AGRICULTURE Combien d'eau le Maroc exporte-t-il dans ses fruits et légumes ? Enfin une réponse scientifique

Le 20 avril 2023 à 18h56

Modifié 25 avril 2023 à 14h56

Voici la première étude scientifique marocaine qui quantifie la balance de l'eau virtuelle au Maroc, à l'export et à l'import des produits agricoles. Le point avec Abdeslam Boudhar, auteur principal de l'étude.

Vous êtes-vous déjà demandé combien d'eau virtuelle le Maroc exportait-il dans ses produits agricoles ? En d'autres termes, quelle est la quantité d'eau qui a été utilisée pour produire tel ou tel légume ou fruit exporté ?

Des chercheurs marocains apportent enfin une réponse. Beaucoup la trouveront surprenante. Le Royaume importe en effet davantage de produits consommateurs d’eau qu’il n’en exporte. L'eau virtuelle exportée est principalement contenue dans les légumes, et celle importée est contenue dans les céréales. 

Une étude inédite réalisée par ces chercheurs, qui a nécessité trois ans de travail, livre une estimation complète de l'exportation et de l'importation d'eau virtuelle dans le commerce extérieur de 40 cultures, au cours de la période allant de 2000 à 2017.

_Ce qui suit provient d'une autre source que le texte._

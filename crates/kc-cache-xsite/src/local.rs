//! Site-local near-cache in front of the remote tier.
//!
//! Writes go through to the tier first. Reads are served locally when
//! possible and loaded from the tier otherwise. Removals made by other sites
//! reach this cache only through [`LocalCache::local_delete_no_propagate`],
//! called by the site's invalidation listener.

use std::sync::atomic::{AtomicU64, Ordering};
use std::sync::Arc;

use dashmap::DashMap;
use kc_cache::{CacheEntity, CacheResult, RemoteCache, SiteId};
use uuid::Uuid;

/// Near-cache for one named cache on one site.
pub struct LocalCache<V: CacheEntity> {
    site: SiteId,
    entries: DashMap<String, V>,
    remote: Arc<dyn RemoteCache<V>>,
    /// Bumped on every local delete; lets a write-through or read-through
    /// detect that an invalidation ran while it was waiting on the tier.
    invalidations: AtomicU64,
}

impl<V: CacheEntity> LocalCache<V> {
    /// Creates an empty local cache bound to the site's remote handle.
    #[must_use]
    pub fn new(remote: Arc<dyn RemoteCache<V>>) -> Self {
        Self {
            site: remote.site().clone(),
            entries: DashMap::new(),
            remote,
            invalidations: AtomicU64::new(0),
        }
    }

    /// Cache name shared with the remote tier.
    #[must_use]
    pub fn name(&self) -> &str {
        self.remote.name()
    }

    /// Site owning this cache.
    #[must_use]
    pub const fn site(&self) -> &SiteId {
        &self.site
    }

    /// The site's handle to the remote tier.
    #[must_use]
    pub const fn remote(&self) -> &Arc<dyn RemoteCache<V>> {
        &self.remote
    }

    /// Writes through to the tier, then stores the value locally.
    ///
    /// ## Errors
    ///
    /// Returns the tier error; the local cache is left unchanged.
    pub async fn put(&self, key: &str, value: V) -> CacheResult<()> {
        let generation = self.generation();
        self.remote.put(key, value.clone()).await?;
        self.store_unless_invalidated(key, value, generation);
        Ok(())
    }

    /// Returns the local copy, loading it from the tier on a miss.
    ///
    /// ## Errors
    ///
    /// Returns the tier error if the load fails.
    pub async fn get(&self, key: &str) -> CacheResult<Option<V>> {
        if let Some(value) = self.peek(key) {
            return Ok(Some(value));
        }

        let generation = self.generation();
        let loaded = self.remote.get(key).await?;
        if let Some(value) = &loaded {
            self.store_unless_invalidated(key, value.clone(), generation);
        }
        Ok(loaded)
    }

    /// Reads the local copy only.
    #[must_use]
    pub fn peek(&self, key: &str) -> Option<V> {
        self.entries.get(key).map(|entry| entry.value().clone())
    }

    /// Returns whether a local copy exists.
    #[must_use]
    pub fn contains(&self, key: &str) -> bool {
        self.entries.contains_key(key)
    }

    /// Removes the key from the tier, then locally.
    ///
    /// Removing an absent key succeeds.
    ///
    /// ## Errors
    ///
    /// Returns the tier error; the local copy is kept in that case.
    pub async fn remove(&self, key: &str) -> CacheResult<()> {
        self.remote.remove(key).await?;
        self.local_delete_no_propagate(key);
        Ok(())
    }

    /// Replaces the tier value if its version still matches `expected`.
    ///
    /// On success the local copy is updated. On a version conflict the local
    /// copy is evicted so the next [`get`](Self::get) reloads the winner.
    ///
    /// ## Errors
    ///
    /// Returns the tier error.
    pub async fn replace(&self, key: &str, expected: Uuid, value: V) -> CacheResult<bool> {
        let generation = self.generation();
        let replaced = self
            .remote
            .replace_if_version(key, expected, value.clone())
            .await?;
        if replaced {
            self.store_unless_invalidated(key, value, generation);
        } else {
            self.local_delete_no_propagate(key);
        }
        Ok(replaced)
    }

    fn generation(&self) -> u64 {
        self.invalidations.load(Ordering::SeqCst)
    }

    /// Stores a copy obtained from the tier after `generation` was read.
    ///
    /// If any invalidation ran in between, its event may have arrived before
    /// the copy existed locally, so the copy is dropped again.
    fn store_unless_invalidated(&self, key: &str, value: V, generation: u64) {
        self.entries.insert(key.to_string(), value);
        if self.generation() != generation {
            tracing::debug!(site = %self.site, key, "local copy dropped after concurrent invalidation");
            self.entries.remove(key);
        }
    }

    /// Deletes the local copy without touching the tier.
    ///
    /// Returns `false` when there was nothing to delete.
    pub fn local_delete_no_propagate(&self, key: &str) -> bool {
        self.invalidations.fetch_add(1, Ordering::SeqCst);
        self.entries.remove(key).is_some()
    }

    /// Drops every local copy without touching the tier.
    pub fn clear_local(&self) {
        self.invalidations.fetch_add(1, Ordering::SeqCst);
        self.entries.clear();
    }

    /// Number of local copies.
    #[must_use]
    pub fn len(&self) -> usize {
        self.entries.len()
    }

    /// Returns whether the local cache holds nothing.
    #[must_use]
    pub fn is_empty(&self) -> bool {
        self.entries.is_empty()
    }

    /// Keys with a local copy, in no particular order.
    #[must_use]
    pub fn keys(&self) -> Vec<String> {
        self.entries.iter().map(|entry| entry.key().clone()).collect()
    }
}

impl<V: CacheEntity> std::fmt::Debug for LocalCache<V> {
    fn fmt(&self, f: &mut std::fmt::Formatter<'_>) -> std::fmt::Result {
        f.debug_struct("LocalCache")
            .field("site", &self.site)
            .field("name", &self.remote.name())
            .field("entries", &self.entries.len())
            .finish_non_exhaustive()
    }
}

/// Returns the remote handle behind a local cache.
#[must_use]
pub fn remote_cache_for<V: CacheEntity>(local: &LocalCache<V>) -> Arc<dyn RemoteCache<V>> {
    Arc::clone(local.remote())
}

Les résultats soulignent que le Royaume a été un importateur net d'eau virtuelle au cours de la période étudiée. Autrement dit, "la balance de l’eau virtuelle est positive", précise Abdeslam Boudhar, l’auteur principal de l'étude*. 

"Lorsqu’on compare les exportations en eau du Maroc à ses importations, on remarque que le pays importe plus de produits agricoles consommateurs d'eau. Mais il doit en importer davantage et exporter encore moins, car la situation hydrique du pays est alarmante", estime le chercheur du Laboratoire d'études et de recherche en sciences économiques et de gestion (LERSEG) de l’université Sultan Moulay Slimane à Béni Mellal. 

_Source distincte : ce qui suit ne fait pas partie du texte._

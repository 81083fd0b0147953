//! Remote cache tier traits.

use std::sync::Arc;

use async_trait::async_trait;
use uuid::Uuid;

use crate::entity::{CacheEntity, SiteId};
use crate::error::CacheResult;
use crate::event::{CacheEntryListener, ListenerId};

/// A site's handle to the shared remote cache tier.
///
/// Implementations must be thread-safe and support concurrent access from
/// any number of workers.
///
/// ## Consistency
///
/// Data operations are strongly consistent across sites: once `remove`
/// returns, a `get` through any site's handle to the same tier returns
/// `None`. Change events are the only asynchronous part of the contract.
#[async_trait]
pub trait RemoteCache<V>: Send + Sync
where
    V: CacheEntity,
{
    /// Name of the cache this handle addresses.
    fn name(&self) -> &str;

    /// Site this handle belongs to.
    fn site(&self) -> &SiteId;

    /// Stores a value, replacing any previous one.
    ///
    /// Emits `Created` if the key was absent and `Modified` otherwise.
    async fn put(&self, key: &str, value: V) -> CacheResult<()>;

    /// Gets a value.
    ///
    /// Returns `None` if the key doesn't exist.
    async fn get(&self, key: &str) -> CacheResult<Option<V>>;

    /// Deletes a value.
    ///
    /// Returns `Ok(())` even if the key doesn't exist. Emits `Removed` only
    /// when an entry was deleted.
    async fn remove(&self, key: &str) -> CacheResult<()>;

    /// Replaces a value only if the stored version equals `expected`.
    ///
    /// Returns `false` when the key is absent or carries another version.
    async fn replace_if_version(&self, key: &str, expected: Uuid, value: V) -> CacheResult<bool>;

    /// Registers a change listener.
    ///
    /// The listener receives events for mutations made through every site's
    /// handle, not only this one.
    async fn add_listener(&self, listener: Arc<dyn CacheEntryListener>) -> CacheResult<ListenerId>;

    /// Unregisters a listener, delivering its queued events first.
    async fn remove_listener(&self, id: ListenerId) -> CacheResult<()>;

    /// Closes the handle and every listener registered through it.
    ///
    /// Further data operations fail with `CacheError::Closed`. Closing twice
    /// is a no-op.
    async fn close(&self) -> CacheResult<()>;
}

/// Opens remote tier handles for a site.
#[async_trait]
pub trait RemoteConnector<V>: Send + Sync
where
    V: CacheEntity,
{
    /// Opens `site`'s handle to the named cache.
    async fn connect(&self, site: &SiteId, cache_name: &str)
        -> CacheResult<Arc<dyn RemoteCache<V>>>;
}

Partant de ce postulat, le commerce de l'eau virtuelle, établi sur le modèle climatique Penman-Monteith de l’Organisation des Nations unies pour l'alimentation et l'agriculture (FAO), "pourrait être un outil efficace pour atténuer la pénurie d'eau", assure notre interlocuteur. D'autant que "l'exportation totale d'eau virtuelle a eu tendance à augmenter, tandis que l'importation diminue", précise-t-il. 

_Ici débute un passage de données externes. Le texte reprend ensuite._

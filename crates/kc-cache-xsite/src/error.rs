//! Cross-site error types.

use std::time::Duration;

use kc_cache::{CacheError, SiteId};
use thiserror::Error;

use crate::checker::Presence;

/// Errors raised by cross-site cache operations and validation runs.
#[derive(Debug, Error)]
pub enum XSiteError {
    /// A read through a remote handle contradicted a completed remove.
    #[error(
        "consistency violation for key {key}: expected {expected} via {observer}, \
         observed {observed} (removed on {origin}, worker {worker})"
    )]
    ConsistencyViolation {
        /// Key that was checked.
        key: String,
        /// Site whose remote handle served the read.
        observer: SiteId,
        /// Site that issued the remove.
        origin: SiteId,
        /// State the protocol guarantees.
        expected: Presence,
        /// State actually read.
        observed: Presence,
        /// Worker that made the observation.
        worker: String,
    },

    /// A key written to the tier could not be read back.
    #[error("session {key} missing via {site} after put")]
    MissingAfterPut {
        /// Key that was written.
        key: String,
        /// Site whose remote handle served the read.
        site: SiteId,
    },

    /// A local cache did not catch up within the grace period.
    #[error("local cache on {site} still holds {} removed keys after {waited:?}", .remaining.len())]
    ConvergenceTimeout {
        /// Site whose local cache lagged.
        site: SiteId,
        /// Keys still present locally.
        remaining: Vec<String>,
        /// How long the check waited.
        waited: Duration,
    },

    /// Remote tier transport failure.
    #[error(transparent)]
    Transport(#[from] CacheError),

    /// Invalid configuration.
    #[error("configuration error: {0}")]
    Config(String),

    /// The cache manager of the site was already stopped.
    #[error("cache manager for site {0} is stopped")]
    Stopped(SiteId),
}

impl XSiteError {
    /// Returns whether this error is a failed consistency assertion rather
    /// than an operational failure.
    #[must_use]
    pub const fn is_violation(&self) -> bool {
        matches!(
            self,
            Self::ConsistencyViolation { .. }
                | Self::MissingAfterPut { .. }
                | Self::ConvergenceTimeout { .. }
        )
    }
}

/// Result type for cross-site operations.
pub type XSiteResult<T> = Result<T, XSiteError>;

En matière d'intensité hydrique des produits végétaux exportés, "elle est excessivement concentrée sur les produits à forte intensité hydrique, tels que les mandarines, les figues, les oranges, les abricots, les prunes, les agrumes, les olives, les tomates, les asperges, les pommes de terre, les pois et les artichauts", complète l'étude en question.  

Importations d'eau virtuelle : orge, maïs et blé principalement

En détail, les cinq principales cultures en termes d'importation d'eau virtuelle au cours de la période étudiée sont l'orge, le maïs, le blé, les dattes et les lentilles séchées. L'eau virtuelle importée contenue dans ces produits végétaux représente 99% du volume total d'eau virtuelle importée. 

La plus importante quantité d’eau virtuelle importée dans la catégorie des céréales est issue de l'orge ; elle représente environ 45% du volume total d'eau virtuelle importée dans la catégorie des céréales (150 millions de tonnes sur la période entre 2000 et 2017). L’orge devance le maïs, le blé, le millet et l'avoine.

Les légumineuses importées les plus gourmandes en eau sont les lentilles séchées et les pois chiches. 

S'agissant des légumes, au cours de la période 2000-2017, les cinq cultures les plus importantes du point de vue de l'importation d'eau virtuelle sont ci-dessous :

- les pommes de terre ;

- les olives ;

- les tomates ;

- les pois ;

- les asperges.

Pour ce qui est des fruits importés, les cinq premiers selon le critère de l'eau virtuelle sont :

- les dattes ;

- les poires ;

- les pommes ;

- les raisins ;

- les bananes.

L'eau virtuelle importée dans ces produits fruitiers représentait seulement 1% du volume total de l'eau virtuelle des 40 cultures étudiées.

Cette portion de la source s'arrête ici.